Since time immemorial—OK, since the late ’70s—there has been one reliable signifier of TV situation comedies that had run out of ideas, or never had any to begin with. That would be the “fantasy episode,” the one that speculates “What if these characters had never been born, or never gotten married, or never had that wacky misunderstanding in Season 2?” Actors love the concept, because it gives them a chance to do something different with characters who are familiar—and viewers often hate them for exactly the same reason.

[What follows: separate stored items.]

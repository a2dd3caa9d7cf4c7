//! Support modules for the `unlock` command line tool.
//!
//! The binary answers prerequisite questions against a JSON dataset mapping
//! course codes to their prerequisite text.
//!
//! # Configuration
//!
//! Settings are read from environment variables and may be overridden by
//! command line flags:
//!
//! - `UNLOCK_LOG_LEVEL`: Log verbosity (trace, debug, info, warn, error)
//! - `UNLOCK_CONDITIONS`: Path to the conditions dataset
//!
//! # Example
//!
//! ```ignore
//! use unlock_cli::config::CliConfig;
//! use unlock_cli::logging::init_logging;
//!
//! let config = CliConfig::from_env()?;
//! init_logging(&config);
//! ```

pub mod config;
pub mod error;
pub mod logging;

The Shrek films are an interesting case in that regard, because I’ve never gotten the impression that people are particularly fond of these characters. Sure, Antonio Banderas’ goofy-suave Puss in Boots has some fans, but are there really folks who adore Shrek, Fiona and Donkey? Or have the previous three Shrek films just generally been filled with enough satisfying gags that the protagonists and plots are rendered somewhat … irrelevant?

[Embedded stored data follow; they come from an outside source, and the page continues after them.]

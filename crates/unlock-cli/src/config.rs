//! Configuration parsed from environment variables.
//!
//! All settings can be overridden via environment variables prefixed with
//! `UNLOCK_`, and again by command line flags.

use std::env;
use std::path::PathBuf;
use std::str::FromStr;

use crate::error::CliError;

/// Environment variable selecting the log level.
pub const LOG_LEVEL_VAR: &str = "UNLOCK_LOG_LEVEL";

/// Environment variable selecting the conditions dataset.
pub const CONDITIONS_VAR: &str = "UNLOCK_CONDITIONS";

/// Dataset path used when none is configured.
pub const DEFAULT_CONDITIONS: &str = "conditions.json";

/// Log level enumeration matching tracing crate levels.
///
/// Defaults to `Warn` so that command output is not interleaved with
/// progress messages.
#[derive(Debug, Clone, Copy, PartialEq, Eq, Default)]
pub enum LogLevel {
    /// Most verbose logging, includes token streams.
    Trace,
    /// Compilation decisions and dataset statistics.
    Debug,
    /// Standard informational messages.
    Info,
    /// Warning messages, such as malformed prerequisites.
    #[default]
    Warn,
    /// Error messages for failures.
    Error,
}

impl FromStr for LogLevel {
    type Err = CliError;

    fn from_str(s: &str) -> Result<Self, Self::Err> {
        let level = match s.trim().to_ascii_lowercase().as_str() {
            "trace" => Self::Trace,
            "debug" => Self::Debug,
            "info" => Self::Info,
            "warn" | "warning" => Self::Warn,
            "error" => Self::Error,
            _ => {
                return Err(CliError::InvalidConfig(format!(
                    "unknown log level '{s}' (use trace, debug, info, warn or error)"
                )));
            }
        };
        Ok(level)
    }
}

impl LogLevel {
    /// The `EnvFilter` directive for this level.
    #[must_use]
    pub fn as_filter_str(&self) -> &'static str {
        match self {
            Self::Trace => "trace",
            Self::Debug => "debug",
            Self::Info => "info",
            Self::Warn => "warn",
            Self::Error => "error",
        }
    }
}

/// Configuration for the command line tool.
#[derive(Debug, Clone, PartialEq, Eq)]
pub struct CliConfig {
    /// Log level (trace, debug, info, warn, error).
    pub log_level: LogLevel,
    /// Path to the JSON conditions dataset.
    pub conditions: PathBuf,
}

impl Default for CliConfig {
    fn default() -> Self {
        Self {
            log_level: LogLevel::default(),
            conditions: PathBuf::from(DEFAULT_CONDITIONS),
        }
    }
}

impl CliConfig {
    /// Load configuration from environment variables.
    ///
    /// Reads `UNLOCK_LOG_LEVEL` and `UNLOCK_CONDITIONS`, falling back to
    /// defaults for missing values.
    ///
    /// # Errors
    ///
    /// Returns `CliError::InvalidConfig` if an environment variable contains
    /// an invalid value.
    pub fn from_env() -> Result<Self, CliError> {
        Self::from_lookup(|key| env::var(key).ok())
    }

    /// Load configuration through an arbitrary variable lookup.
    ///
    /// Empty values are treated as unset.
    ///
    /// # Errors
    ///
    /// Returns `CliError::InvalidConfig` if a variable holds an invalid value.
    pub fn from_lookup<F>(lookup: F) -> Result<Self, CliError>
    where
        F: Fn(&str) -> Option<String>,
    {
        let defaults = Self::default();
        let read = |key: &str| lookup(key).filter(|value| !value.trim().is_empty());

        let log_level = match read(LOG_LEVEL_VAR) {
            Some(val) => val.parse()?,
            None => defaults.log_level,
        };
        let conditions = read(CONDITIONS_VAR).map_or(defaults.conditions, PathBuf::from);

        Ok(Self {
            log_level,
            conditions,
        })
    }

    /// Apply optional overrides to an existing configuration.
    ///
    /// This is intended for CLI overrides that should take precedence over
    /// environment-based defaults.
    #[must_use]
    pub fn apply_overrides(
        mut self,
        log_level: Option<LogLevel>,
        conditions: Option<PathBuf>,
    ) -> Self {
        if let Some(level) = log_level {
            self.log_level = level;
        }

        if let Some(path) = conditions {
            self.conditions = path;
        }

        self
    }

    /// Create a new configuration with the specified log level.
    #[must_use]
    pub fn with_log_level(mut self, level: LogLevel) -> Self {
        self.log_level = level;
        self
    }
}
//! Course prerequisite parsing and evaluation.
//!
//! Prerequisites arrive as loosely worded English, for example
//! `COMP1511 OR (MATH1131 AND 12 UNITS in (COMP1521, COMP2521))`. The crate
//! turns such a sentence into an expression tree in three stages and then
//! evaluates the tree against the courses a student has completed:
//!
//! 1. [`tokenize`] normalizes the text into course codes, unit counts,
//!    keywords and brackets, discarding everything else.
//! 2. [`group`] nests the tokens by bracket and collapses credit clauses into
//!    single leaves.
//! 3. [`compile`] folds each nested sequence strictly left to right into an
//!    [`Expr`]; `AND` and `OR` share the same precedence.
//!
//! [`Conditions`] holds the course-to-text dataset and answers
//! [`Conditions::is_unlocked`] queries.

mod compiler;
mod conditions;
mod errors;
mod expr;
mod grouper;
mod lexer;
mod prerequisite;

pub use compiler::compile;
pub use conditions::{CompiledConditions, Conditions, is_unlocked};
pub use errors::{ParseError, UnlockError};
pub use expr::{Expr, LEVEL_OFFSET, Operator, UNITS_PER_COURSE};
pub use grouper::{Item, group};
pub use lexer::{DEFAULT_SUBJECT, Token, normalize, render_tokens, tokenize};
pub use prerequisite::Prerequisite;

That may be the lesson to take away from the revitalized Shrek Forever After, which tosses our ogre friend and his Far Far Away pals into another homage to It’s a Wonderful Life. Fuming once more about being domesticated and forced to deal with husband/dad responsibilities, Shrek (Mike Myers) wonders what it would be like to be his old, fearsome self again. And he finds an obliging assistant in that speculation—the devious elf Rumpelstiltskin (Walt Dohrn), who once lost his chance to steal the kingdom of Far Far Away, thanks to Shrek’s rescue of Fiona (Cameron Diaz). Rumpelstiltskin offers Shrek one day from his carefree past, but, of course, there’s a catch: Once that day is over, it will be as though Shrek had never been born.

And the world in which Shrek never before encountered all the other regular characters has its intrigues. Rumpelstiltskin is now the despotic king; Fiona, never freed from her curse by “true love’s kiss,” has become the freedom-fighter leader of the kingdom’s ogres; Donkey (Eddie Murphy) … well, he’s still annoying; and Puss, in the most amusingly handled development, has become Fiona’s obese house-tabby. Naturally, Shrek will come to realize that he has been liberated not just from the entanglements generated in the first three movies, but also from their pleasures.

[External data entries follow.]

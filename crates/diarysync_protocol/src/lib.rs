//! # diarysync Protocol
//!
//! Client-facing record shape and sync messages for diarysync.
//!
//! This crate provides:
//! - [`Record`], decoded leniently from whatever a client sends
//! - The tag codec used at the storage boundary
//! - Mapping between [`Record`] and [`diarysync_storage::StoredRow`]
//! - Request/response messages for listing, saving and syncing
//!
//! This is a pure protocol crate with no I/O operations.

#![deny(unsafe_code)]
#![warn(missing_docs)]
#![warn(clippy::unwrap_used, clippy::expect_used, clippy::panic)]

mod error;
mod lenient;
mod messages;
mod record;
mod tags;

pub use diarysync_storage::SortKey;
pub use error::{ProtocolError, ProtocolResult};
pub use messages::{
    ErrorResponse, ListRequest, ListResponse, Operation, SaveRequest, SaveResponse, ServiceInfo,
    SyncMessage, SyncRequest, SyncResponse, WireMessage,
};
pub use record::Record;
pub use tags::{decode_tags, encode_tags};
//! # diarysync Storage
//!
//! Partitioned record store for diarysync.
//!
//! Records are grouped into partitions by application id and keyed by record
//! id within a partition. The store knows nothing about the client-facing
//! record shape; it holds [`StoredRow`]s whose `tags` column is already in
//! its serialized form.
//!
//! ## Design Principles
//!
//! - One row per `(app_id, id)` key, never deleted
//! - Two write modes: full replace and insert-if-absent
//! - Conditional inserts are decided under the store's own write lock
//! - Stores must be `Send + Sync` so requests can share them
//!
//! ## Available Stores
//!
//! - [`InMemoryStore`] - For testing and ephemeral use
//! - [`FileStore`] - Durable append-only log with a replayed index
//!
//! ## Example
//!
//! ```rust
//! use diarysync_storage::{InMemoryStore, RecordStore, StoredRow};
//!
//! let store = InMemoryStore::new();
//! let row = StoredRow::new("daily", "entry-1").with_content("hello");
//! assert!(store.upsert_if_absent(row.clone()).unwrap());
//! assert!(!store.upsert_if_absent(row).unwrap());
//! assert_eq!(store.list_by_partition("daily").unwrap().len(), 1);
//! ```

#![deny(unsafe_code)]
#![warn(missing_docs)]
// Production code MUST NOT use panic!/unwrap()/expect()
#![warn(clippy::unwrap_used, clippy::expect_used, clippy::panic)]

mod error;
mod file;
mod frame;
mod memory;
mod row;
mod store;
mod table;

pub use error::{StorageError, StorageResult};
pub use file::{CompactionStats, FileStore, FileStoreConfig};
pub use memory::InMemoryStore;
pub use row::{SortKey, StoredRow};
pub use store::RecordStore;
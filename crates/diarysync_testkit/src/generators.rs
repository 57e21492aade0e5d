//! Property-based test generators using proptest.
//!
//! Provides strategies for generating random records that keep the
//! invariants the service relies on (non-empty ids, unique ids per set).

use diarysync_protocol::{Record, SortKey};
use proptest::prelude::*;
use std::collections::BTreeSet;

/// Strategy for generating record ids from a small alphabet, so that
/// generated sets overlap often.
pub fn record_id_strategy() -> impl Strategy<Value = String> {
    prop::string::string_regex("[a-f0-9]{1,3}").expect("Invalid regex")
}

/// Strategy for generating tag lists.
pub fn tags_strategy() -> impl Strategy<Value = Vec<String>> {
    prop::collection::vec(
        prop::string::string_regex("[a-z]{1,8}").expect("Invalid regex"),
        0..4,
    )
}

/// Strategy for generating sort keys.
pub fn timestamp_strategy() -> impl Strategy<Value = Option<SortKey>> {
    prop_oneof![
        Just(None),
        any::<i64>().prop_map(|t| Some(SortKey::Int(t))),
        prop::string::string_regex("2024-0[1-9]-[0-2][0-9]")
            .expect("Invalid regex")
            .prop_map(|t| Some(SortKey::Text(t))),
    ]
}

/// Strategy for generating a record with the given id.
pub fn record_with_id(id: String) -> impl Strategy<Value = Record> {
    (
        prop::option::of("[ -~]{0,40}"),
        "[a-z]{0,6}",
        tags_strategy(),
        timestamp_strategy(),
    )
        .prop_map(move |(content, category, tags, timestamp)| Record {
            id: Some(id.clone()),
            app_id: None,
            content,
            category,
            tags,
            date: None,
            date_iso: None,
            timestamp,
        })
}

/// Strategy for generating a record.
pub fn record_strategy() -> impl Strategy<Value = Record> {
    record_id_strategy().prop_flat_map(record_with_id)
}

/// Strategy for generating a set of records with distinct ids.
pub fn record_set_strategy(max_len: usize) -> impl Strategy<Value = Vec<Record>> {
    prop::collection::btree_set(record_id_strategy(), 0..max_len).prop_flat_map(
        |ids: BTreeSet<String>| {
            ids.into_iter()
                .map(record_with_id)
                .collect::<Vec<_>>()
        },
    )
}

Shrek Forever After, on the other hand, definitely benefits from that liberation, particularly after 2007’s lumbering third installment. This is a friskier, less bombastic Shrek, one that has fun with concepts like Shrek having become such a predictable celebrity that annoying kids ask him to “do the roar.” Fiona’s hardened personality—one formed by not having been rescued, and being required to rescue herself—works as well, providing nice tension to Shrek’s attempts to re-woo her for a saving kiss. And there’s a lot of good stuff involving Rumpelstiltskin, a fuming would-be Napoleon voiced by animator Dohrn with an enthusiasm that reminds you how many great supporting characters in contemporary animation have been brought to life by nonactors.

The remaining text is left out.